A SRAM has intrinsically a matrix-like structure. Letting it placed by the
regular placer results in a medium loss of area, but more importantly, much
longer wiring. This increase of wiring is likely to make the overall design
much more difficult to route. Not even mentioning timing issues.
Evaluation results could be rebuild with:
* coriolis commit #7d31d6c4
* alliance-check-toolkit commit #d389964d
This is a copy of the results given in the Cumulus plugin sramplacer2.py
Automatic placement of a Yosys generated SRAM
* We were expecting the output decoder to be the same for each bit
line, allowing us to rebuild a matrix-like placement. This is not so.
Each output mux equation is synthesized differently. Knowing that
we did create a row-based placement, with reordering capabilities
so we can optimize the mux placement.
* Alas, the previous effort was doomed from the start. If you have
the same multiplexing function for all the bits, the command signals
from the decoder are the same. For example, to mux 256 words,
assuming we use only mux2, we need 8 bits (control lines).
Given that we have also to take into account "ce", "we", "rst"
and "oe", there are more of them, but not so much. Let's say 20.
When running placeSRAM and looking at the last level (5) of the
DAG's decoder, we see that it contains 832 gates, which means as
much command signals. That is 26 control signals *per* bit.

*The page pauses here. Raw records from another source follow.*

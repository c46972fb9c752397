use serde::Serialize;
use std::path::{Path, PathBuf};
use thiserror::Error;

/// Errors that can occur while writing listings
#[derive(Debug, Error)]
pub enum OutputError {
    #[error("Failed to write {path}: {source}")]
    Io {
        path: String,
        #[source]
        source: std::io::Error,
    },

    #[error("Serialization error: {0}")]
    SerializationError(#[from] serde_json::Error),
}

/// Writes listing documents into one output directory
pub struct ListingWriter {
    output_dir: PathBuf,
}

impl ListingWriter {
    /// Create the writer, creating the output directory if needed
    pub fn new<P: AsRef<Path>>(output_dir: P) -> Result<Self, OutputError> {
        let output_dir = output_dir.as_ref().to_path_buf();
        std::fs::create_dir_all(&output_dir).map_err(|source| OutputError::Io {
            path: output_dir.display().to_string(),
            source,
        })?;

        Ok(Self { output_dir })
    }

    /// Serialize `document` to `<output_dir>/<name>.json`
    pub fn write<T: Serialize>(&self, name: &str, document: &T) -> Result<PathBuf, OutputError> {
        let path = self.output_dir.join(format!("{}.json", name));
        let json = serde_json::to_string_pretty(document)?;

        std::fs::write(&path, json).map_err(|source| OutputError::Io {
            path: path.display().to_string(),
            source,
        })?;

        tracing::debug!("Wrote {}", path.display());
        Ok(path)
    }

    pub fn output_dir(&self) -> &Path {
        &self.output_dir
    }
}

This is the direct consequence that *each* multiplexer has it's
own structure. 26 signals takes up more than half the horizontal
routing capacity of a slice (40), this result in an unroutable
design, the bits are kept into one row each.
832 gates is for the TSMC 180nm, for SkyWater 130nm we got
976 gates on the third level.
1. A Yosys generated SRAM cannot be regularly placed, neither in
2-D matrix fashion nor in simple bit-line organization.
2. Worse, a thorough analysis of the generated netlist shows it is
highly sub-optimal. Yosys generate *way* too much signals to
achieve it, resulting in a bloated design.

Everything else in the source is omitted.